Yes On 26 Celebrates Victory at Mississippi Supreme Court

Our State’s High Court Allows Personhood to Remain on the November 8 Ballot

Contact: Greg Sanders, 662-523-6722

TUPELO, Miss., Sept. 8, 2011 /Christian Newswire/ — The Mississippi Supreme Court ruled today that Measure No. 26, the Personhood Amendment, did not violate the state constitutional rules governing citizen initiatives, and so the citizens of Mississippi will have the chance to vote on it in November. The Court thus rejected a challenge by the ACLU, Planned Parenthood and the Center for Reproductive Rights to keep the Personhood Amendment off the ballot, claiming that it was an improper attempt to modify the Bill of Rights.

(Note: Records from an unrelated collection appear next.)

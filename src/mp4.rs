use std::env;
use std::io::{self, Cursor, Read, Seek, SeekFrom};

use log::trace;

use crate::Error;

// Minimal ISO-BMFF reader: just enough of moov to find a metadata track and its samples.

#[derive(Debug, Clone)]
pub(crate) struct TrackSampleTables {
    // stsz
    pub(crate) sample_sizes: Vec<u32>,
    // stco/co64
    pub(crate) chunk_offsets: Vec<u64>,
    pub(crate) stsc: Vec<StscEntry>,
    pub(crate) stts: Vec<SttsEntry>,
    // first stsd entry type (e.g. gpmd)
    pub(crate) sample_entry: Option<[u8; 4]>,
}

#[derive(Debug, Clone)]
pub(crate) struct StscEntry {
    pub(crate) first_chunk: u32,
    pub(crate) samples_per_chunk: u32,
}

#[derive(Debug, Clone)]
pub(crate) struct SttsEntry {
    pub(crate) sample_count: u32,
    pub(crate) sample_delta: u32,
}

#[derive(Debug, Clone)]
pub(crate) struct Track {
    pub(crate) handler_type: Option<[u8; 4]>,
    pub(crate) handler_name: String,
    pub(crate) timescale: u32,
    pub(crate) tables: TrackSampleTables,
}

/// One GPMF payload (one MP4 sample of the metadata track).
#[derive(Debug, Clone, PartialEq)]
pub(crate) struct TelemetrySample<'a> {
    pub(crate) index: usize,
    /// Presentation start in seconds.
    pub(crate) cts: f64,
    pub(crate) duration: f64,
    pub(crate) data: &'a [u8],
}

fn read_u8<R: Read>(r: &mut R) -> io::Result<u8> {
    let mut b = [0u8; 1];
    r.read_exact(&mut b)?;
    Ok(b[0])
}

fn read_be_u32<R: Read>(r: &mut R) -> io::Result<u32> {
    let mut b = [0u8; 4];
    r.read_exact(&mut b)?;
    Ok(u32::from_be_bytes(b))
}

fn read_be_u64<R: Read>(r: &mut R) -> io::Result<u64> {
    let mut b = [0u8; 8];
    r.read_exact(&mut b)?;
    Ok(u64::from_be_bytes(b))
}

fn read_fourcc<R: Read>(r: &mut R) -> io::Result<[u8; 4]> {
    let mut b = [0u8; 4];
    r.read_exact(&mut b)?;
    Ok(b)
}

/// A child box located inside `[start, end)` of its parent.
#[derive(Debug, Clone, Copy)]
struct Child {
    typ: [u8; 4],
    /// First byte after the header.
    body: u64,
    end: u64,
}

pub(crate) fn fourcc_to_string(t: [u8; 4]) -> String {
    t.iter()
        .map(|&c| if c.is_ascii_graphic() { c as char } else { '.' })
        .collect()
}

fn trace_enabled() -> bool {
    matches!(
        env::var("GOPRO_GPS_TRACE_MP4").as_deref(),
        Ok("1" | "true" | "TRUE" | "yes" | "YES")
    )
}

/// Read the headers of every box in `[pos, limit)`.
///
/// A zero size runs to `limit`; sizes past `limit` are clamped to it.
fn children<R: Read + Seek>(f: &mut R, ctx: &str, mut pos: u64, limit: u64) -> Result<Vec<Child>, Error> {
    let mut out = Vec::new();
    while pos + 8 <= limit {
        f.seek(SeekFrom::Start(pos))?;
        let declared = read_be_u32(f)? as u64;
        let typ = read_fourcc(f)?;
        let (size, header_len) = match declared {
            1 => (read_be_u64(f)?, 16),
            0 => (limit - pos, 8),
            n => (n, 8),
        };

        if trace_enabled() {
            trace!(
                "[mp4] {ctx}: pos={pos} typ={} size={size} header={header_len} limit={limit}",
                fourcc_to_string(typ)
            );
        }

        let invalid = |message: String| Error::Mp4InvalidBox {
            context: ctx.to_string(),
            box_type: fourcc_to_string(typ),
            offset: pos,
            message,
        };
        if size < header_len {
            return Err(invalid(format!("size {size} < header_len {header_len}")));
        }
        let end = pos.saturating_add(size).min(limit);
        if end <= pos {
            return Err(invalid(format!("non-advancing end {end}")));
        }

        out.push(Child {
            typ,
            body: pos + header_len,
            end,
        });
        pos = end;
    }
    Ok(out)
}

For over two years, scores of men and women, sons and daughters across our fair state patiently and prayerfully labored to successfully bring forth the Mississippi Personhood Amendment, Measure No. 26, to its rightful place on the November 8, 2011, general election ballot. With over 106,000 certified signatures, the first hurdle to secure a constitutionally defensible means of protecting the unborn from the earliest stages of life was achieved.

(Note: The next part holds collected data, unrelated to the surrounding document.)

use std::path::PathBuf;
use std::time::Duration;

/// Files at or above this many bytes are never loaded whole.
pub const DEFAULT_OVERSIZED_THRESHOLD: u64 = 4_000_000_000;

/// Substrings (matched case-insensitively) that mark an I/O error message as an
/// out-of-memory condition. Allocation refusals are always classified as OOM.
pub const DEFAULT_OOM_MARKERS: &[&str] = &[
    "out of memory",
    "cannot allocate memory",
    "memory allocation failed",
    "enomem",
];

/// What to do when a file decodes but exposes no GPS stream keys.
#[derive(Debug, Clone, Copy, PartialEq, Eq, Default)]
pub enum NoGpsPolicy {
    /// Warn and write nothing.
    #[default]
    Skip,
    /// Warn and write the stream catalog in place of the telemetry result.
    WriteCatalog,
}

/// Knobs for one batch run.
#[derive(Debug, Clone, PartialEq, Eq)]
pub struct Config {
    /// Size at which the full-file fallback is refused.
    pub oversized_threshold: u64,
    /// Lowercase substrings that classify a load error as out-of-memory.
    pub oom_markers: Vec<String>,
    /// Probe executable.
    pub ffprobe: PathBuf,
    /// Remux executable.
    pub ffmpeg: PathBuf,
    /// Where isolated tracks are written. `None` means the platform temp dir.
    pub temp_dir: Option<PathBuf>,
    /// Kill probe/remux invocations that run longer than this.
    pub command_timeout: Option<Duration>,
    /// Skip probing/remuxing and always take the (guarded) full-file path.
    pub isolate: bool,
    pub no_gps: NoGpsPolicy,
}

impl Default for Config {
    fn default() -> Self {
        Config {
            oversized_threshold: DEFAULT_OVERSIZED_THRESHOLD,
            oom_markers: DEFAULT_OOM_MARKERS.iter().map(|m| m.to_string()).collect(),
            ffprobe: PathBuf::from("ffprobe"),
            ffmpeg: PathBuf::from("ffmpeg"),
            temp_dir: None,
            command_timeout: None,
            isolate: true,
            no_gps: NoGpsPolicy::Skip,
        }
    }
}

impl Config {
    pub fn temp_dir(&self) -> PathBuf {
        self.temp_dir.clone().unwrap_or_else(std::env::temp_dir)
    }

    /// Heuristic OOM check against the configured markers.
    pub fn looks_like_oom(&self, message: &str) -> bool {
        let lower = message.to_lowercase();
        self.oom_markers
            .iter()
            .any(|m| !m.is_empty() && lower.contains(&m.to_lowercase()))
    }
}
use std::collections::BTreeSet;

use crate::decoder::StreamCatalog;

/// Stream keys naming positional data start with this (case-insensitively).
pub const GPS_PREFIX: &str = "GPS";

/// The GPS subset of every key in `catalog`. Empty means the file carries no GPS data.
pub fn gps_stream_keys(catalog: &StreamCatalog) -> BTreeSet<String> {
    catalog
        .keys()
        .filter(|k| is_gps_key(k))
        .map(str::to_string)
        .collect()
}

pub fn is_gps_key(key: &str) -> bool {
    key.get(..GPS_PREFIX.len())
        .is_some_and(|p| p.eq_ignore_ascii_case(GPS_PREFIX))
}

#[cfg(test)]
mod tests {
    use super::*;
    use crate::decoder::DeviceStreams;

    fn catalog(devices: &[(&str, &[&str])]) -> StreamCatalog {
        StreamCatalog {
            devices: devices
                .iter()
                .map(|(id, keys)| {
                    (
                        id.to_string(),
                        DeviceStreams {
                            name: None,
                            streams: keys.iter().map(|k| k.to_string()).collect(),
                        },
                    )
                })
                .collect(),
        }
    }

    #[test]
    fn motion_only_catalog_has_no_gps() {
        let c = catalog(&[("1", &["ACCL", "GYRO"][..])]);
        assert!(gps_stream_keys(&c).is_empty());
    }

    #[test]
    fn picks_gps_keys_across_devices() {
        let c = catalog(&[("1", &["ACCL", "GPS5", "GYRO"][..]), ("2", &["gps9", "CORI"][..])]);
        let keys: Vec<_> = gps_stream_keys(&c).into_iter().collect();
        assert_eq!(keys, vec!["GPS5", "gps9"]);
    }

    #[test]
    fn prefix_must_lead() {
        assert!(is_gps_key("GPSU"));
        assert!(!is_gps_key("XGPS"));
        assert!(!is_gps_key("GP"));
        assert!(!is_gps_key(""));
    }

    #[test]
    fn empty_catalog_is_empty_selection() {
        assert!(gps_stream_keys(&StreamCatalog::default()).is_empty());
    }
}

Recognizing the grave threat a favorable Mississippi vote in November posed to the interstate abortion trade, the ACLU and Planned Parenthood imposed a second hurdle, by filing suit to strip this initiative off the ballot, and as a result, deny Mississippians their right to declare on November 8 that in Mississippi, under God, the unborn are persons, possessed of those “unalienable rights” to life as our Founders opined in the Declaration of Independence.

Thankfully, the Hinds County Circuit Court and now our Supreme Court rejected the arguments of these bastions of liberal, anti-Christian activism and affirmed the right of Mississippians to cast a vote for life — to say “yes” on 26 on Election Day. We applaud the Court’s common sense and correct ruling.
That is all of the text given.